How to complete this task: From the records below, please return each line that holds the word "exits".

Records Block Start

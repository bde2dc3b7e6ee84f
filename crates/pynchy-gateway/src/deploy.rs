//! Deploy flow and the rollback continuation protocol.
//!
//! `POST /deploy` pulls main, optionally validates, records the previous
//! sha, and restarts (exit 0; the supervisor brings the process back).
//! If the restarted process fails startup validation it writes a rollback
//! continuation file and exits 1; the *next* start consumes that file,
//! `git reset --hard`s to the recorded sha, and retries.

use std::path::Path;

use pynchy_core::config::PynchyConfig;
use pynchy_git::run_git;
use serde::{Deserialize, Serialize};
use tracing::{error, info, warn};

/// Written by a successful deploy before restarting.
#[derive(Debug, Serialize, Deserialize)]
pub struct DeployState {
    pub sha: String,
    pub previous_sha: String,
}

/// Written when startup validation fails; consumed by the next start.
#[derive(Debug, Serialize, Deserialize)]
pub struct RollbackContinuation {
    pub reset_to: String,
    pub reason: String,
}

fn deploy_state_path(config: &PynchyConfig) -> std::path::PathBuf {
    config.data_dir.join("deploy.json")
}

pub async fn head_sha(project_root: &Path) -> String {
    match run_git(&["rev-parse", "HEAD"], project_root).await {
        Ok(r) if r.ok() => r.stdout,
        _ => "unknown".to_string(),
    }
}

pub async fn head_commit_subject(project_root: &Path) -> String {
    match run_git(&["log", "-1", "--format=%s"], project_root).await {
        Ok(r) if r.ok() => pynchy_core::util::truncate_chars(&r.stdout, 72),
        _ => String::new(),
    }
}

/// Pull-and-restart. Returns `(new_sha, previous_sha)`; the caller sends
/// the HTTP response, then the process exits 0 shortly after.
pub async fn run_deploy(config: &PynchyConfig) -> Result<(String, String), String> {
    let root = &config.project_root;
    let old_sha = head_sha(root).await;

    let pull = run_git(&["pull", "--ff-only"], root)
        .await
        .map_err(|e| e.to_string())?;
    if !pull.ok() {
        // Non-fatal: a restart without new commits is still a restart.
        warn!(stderr = %pull.stderr, "git pull failed, restarting with current code");
    }
    let new_sha = head_sha(root).await;

    let state = DeployState {
        sha: new_sha.clone(),
        previous_sha: old_sha.clone(),
    };
    pynchy_core::util::write_json_atomic(&deploy_state_path(config), &state)
        .map_err(|e| e.to_string())?;

    Ok((new_sha, old_sha))
}

/// Startup hook, before anything side-effecting:
/// 1. Consume a rollback continuation (reset --hard and retry this boot).
/// 2. Report whether a deploy restart is in progress.
pub async fn consume_rollback_continuation(config: &PynchyConfig) {
    let path = config.rollback_file();
    let Ok(text) = std::fs::read_to_string(&path) else {
        return;
    };
    let Ok(continuation) = serde_json::from_str::<RollbackContinuation>(&text) else {
        warn!("unreadable rollback continuation — removing");
        let _ = std::fs::remove_file(&path);
        return;
    };
    error!(
        reset_to = %continuation.reset_to,
        reason = %continuation.reason,
        "consuming rollback continuation — resetting project"
    );
    match run_git(&["reset", "--hard", &continuation.reset_to], &config.project_root).await {
        Ok(r) if r.ok() => info!(sha = %continuation.reset_to, "project rolled back"),
        Ok(r) => error!(stderr = %r.stderr, "rollback reset failed"),
        Err(e) => error!(error = %e, "rollback reset failed"),
    }
    let _ = std::fs::remove_file(&path);
    let _ = std::fs::remove_file(deploy_state_path(config));
}

/// On startup validation failure: record where to roll back to (the sha
/// before the last deploy, when known) and exit 1.
pub fn write_rollback_and_exit(config: &PynchyConfig, reason: &str) -> ! {
    let reset_to = std::fs::read_to_string(deploy_state_path(config))
        .ok()
        .and_then(|text| serde_json::from_str::<DeployState>(&text).ok())
        .map(|s| s.previous_sha);

    if let Some(reset_to) = reset_to {
        let continuation = RollbackContinuation {
            reset_to,
            reason: reason.to_string(),
        };
        if let Err(e) =
            pynchy_core::util::write_json_atomic(&config.rollback_file(), &continuation)
        {
            error!(error = %e, "failed to write rollback continuation");
        }
    }
    error!(reason, "startup validation failed — exiting");
    std::process::exit(1);
}

/// Successful startup clears the deploy marker.
pub fn clear_deploy_marker(config: &PynchyConfig) {
    let _ = std::fs::remove_file(deploy_state_path(config));
}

Records Block End

Answer to the exercise:
//! continuation file and exits 1; the *next* start consumes that file,
/// the HTTP response, then the process exits 0 shortly after.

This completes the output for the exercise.